> INFORMATION GIVEN:
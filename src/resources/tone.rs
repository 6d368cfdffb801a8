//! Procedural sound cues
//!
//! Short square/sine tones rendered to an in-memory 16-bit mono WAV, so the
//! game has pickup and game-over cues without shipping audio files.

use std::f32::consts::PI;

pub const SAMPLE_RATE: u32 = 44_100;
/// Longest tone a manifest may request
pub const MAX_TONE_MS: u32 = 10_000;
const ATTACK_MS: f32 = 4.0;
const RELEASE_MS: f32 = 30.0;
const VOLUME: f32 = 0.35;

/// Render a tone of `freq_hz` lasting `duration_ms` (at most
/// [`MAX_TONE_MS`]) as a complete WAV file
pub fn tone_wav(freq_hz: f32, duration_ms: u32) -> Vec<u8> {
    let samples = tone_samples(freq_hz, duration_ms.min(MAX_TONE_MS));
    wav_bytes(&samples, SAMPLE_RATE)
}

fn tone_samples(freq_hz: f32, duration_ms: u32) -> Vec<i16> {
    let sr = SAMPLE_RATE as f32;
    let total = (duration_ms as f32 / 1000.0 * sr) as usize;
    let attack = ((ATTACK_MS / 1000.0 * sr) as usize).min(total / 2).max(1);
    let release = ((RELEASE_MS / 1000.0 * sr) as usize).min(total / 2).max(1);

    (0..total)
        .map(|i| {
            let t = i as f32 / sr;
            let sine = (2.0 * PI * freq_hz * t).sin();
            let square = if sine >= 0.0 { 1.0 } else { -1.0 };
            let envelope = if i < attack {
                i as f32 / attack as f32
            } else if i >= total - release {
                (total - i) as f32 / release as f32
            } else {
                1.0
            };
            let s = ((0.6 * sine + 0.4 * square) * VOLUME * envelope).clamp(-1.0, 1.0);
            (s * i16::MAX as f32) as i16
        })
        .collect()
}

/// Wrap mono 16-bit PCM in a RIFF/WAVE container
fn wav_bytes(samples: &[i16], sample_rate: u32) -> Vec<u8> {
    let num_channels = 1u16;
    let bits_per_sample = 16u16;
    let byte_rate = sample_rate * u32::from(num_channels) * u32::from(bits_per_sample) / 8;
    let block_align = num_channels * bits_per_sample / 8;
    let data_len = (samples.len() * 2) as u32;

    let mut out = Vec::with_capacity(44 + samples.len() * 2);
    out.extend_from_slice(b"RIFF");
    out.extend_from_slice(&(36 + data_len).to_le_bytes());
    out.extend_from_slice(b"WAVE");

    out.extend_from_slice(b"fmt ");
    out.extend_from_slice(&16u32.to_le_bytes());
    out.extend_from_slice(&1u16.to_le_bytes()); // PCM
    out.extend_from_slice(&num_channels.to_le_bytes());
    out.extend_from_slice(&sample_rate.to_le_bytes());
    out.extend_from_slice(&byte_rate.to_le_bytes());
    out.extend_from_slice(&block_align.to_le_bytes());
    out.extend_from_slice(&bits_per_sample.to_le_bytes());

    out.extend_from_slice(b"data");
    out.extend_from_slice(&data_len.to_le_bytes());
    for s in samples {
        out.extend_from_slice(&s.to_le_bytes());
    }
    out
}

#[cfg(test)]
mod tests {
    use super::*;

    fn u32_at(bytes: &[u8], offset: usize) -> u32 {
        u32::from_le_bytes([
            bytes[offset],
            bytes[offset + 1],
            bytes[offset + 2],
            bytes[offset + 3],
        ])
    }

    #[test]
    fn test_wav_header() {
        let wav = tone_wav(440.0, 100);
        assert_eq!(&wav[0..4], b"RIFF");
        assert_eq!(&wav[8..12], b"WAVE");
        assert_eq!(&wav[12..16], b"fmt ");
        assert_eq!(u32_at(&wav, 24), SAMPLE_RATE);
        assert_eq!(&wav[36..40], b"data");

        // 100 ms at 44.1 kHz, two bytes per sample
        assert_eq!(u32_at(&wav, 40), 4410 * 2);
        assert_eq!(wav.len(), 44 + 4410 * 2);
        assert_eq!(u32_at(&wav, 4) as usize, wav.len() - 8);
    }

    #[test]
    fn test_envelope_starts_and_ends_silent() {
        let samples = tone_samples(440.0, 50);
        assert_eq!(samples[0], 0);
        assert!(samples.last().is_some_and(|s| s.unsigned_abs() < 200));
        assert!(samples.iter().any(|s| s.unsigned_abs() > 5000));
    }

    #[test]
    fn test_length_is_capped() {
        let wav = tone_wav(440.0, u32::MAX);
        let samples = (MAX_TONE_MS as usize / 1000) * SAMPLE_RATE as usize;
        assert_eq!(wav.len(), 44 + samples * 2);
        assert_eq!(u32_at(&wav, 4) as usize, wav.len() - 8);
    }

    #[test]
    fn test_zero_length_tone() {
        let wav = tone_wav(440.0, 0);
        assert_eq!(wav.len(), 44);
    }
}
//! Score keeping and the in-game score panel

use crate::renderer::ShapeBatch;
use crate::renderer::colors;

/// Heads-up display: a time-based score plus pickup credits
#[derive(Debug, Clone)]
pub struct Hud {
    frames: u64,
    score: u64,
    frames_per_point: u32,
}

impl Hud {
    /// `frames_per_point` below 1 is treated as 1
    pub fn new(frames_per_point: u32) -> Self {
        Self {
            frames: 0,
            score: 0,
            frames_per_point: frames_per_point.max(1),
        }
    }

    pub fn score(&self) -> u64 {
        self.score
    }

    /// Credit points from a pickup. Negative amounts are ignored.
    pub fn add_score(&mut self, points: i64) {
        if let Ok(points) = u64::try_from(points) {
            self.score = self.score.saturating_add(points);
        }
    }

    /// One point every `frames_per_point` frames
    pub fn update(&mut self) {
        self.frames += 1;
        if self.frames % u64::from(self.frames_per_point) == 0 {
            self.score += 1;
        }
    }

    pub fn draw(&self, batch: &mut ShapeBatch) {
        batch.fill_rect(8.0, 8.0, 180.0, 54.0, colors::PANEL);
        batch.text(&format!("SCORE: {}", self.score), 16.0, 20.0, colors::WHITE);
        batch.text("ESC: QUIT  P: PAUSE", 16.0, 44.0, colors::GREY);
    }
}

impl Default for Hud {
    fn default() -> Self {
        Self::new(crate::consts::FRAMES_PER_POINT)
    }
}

> WHAT IS REQUIRED:
Beginning with the line holding "out.extend_from_slice(&(36 + data_len).to_le_bytes());" and ending with the line holding "out.extend_from_slice(&block_align.to_le_bytes());", write out the stretch of material above exactly; add no further lines.

> ANSWER SECTION:
    out.extend_from_slice(&(36 + data_len).to_le_bytes());
    out.extend_from_slice(b"WAVE");

    out.extend_from_slice(b"fmt ");
    out.extend_from_slice(&16u32.to_le_bytes());
    out.extend_from_slice(&1u16.to_le_bytes()); // PCM
    out.extend_from_slice(&num_channels.to_le_bytes());
    out.extend_from_slice(&sample_rate.to_le_bytes());
    out.extend_from_slice(&byte_rate.to_le_bytes());
    out.extend_from_slice(&block_align.to_le_bytes());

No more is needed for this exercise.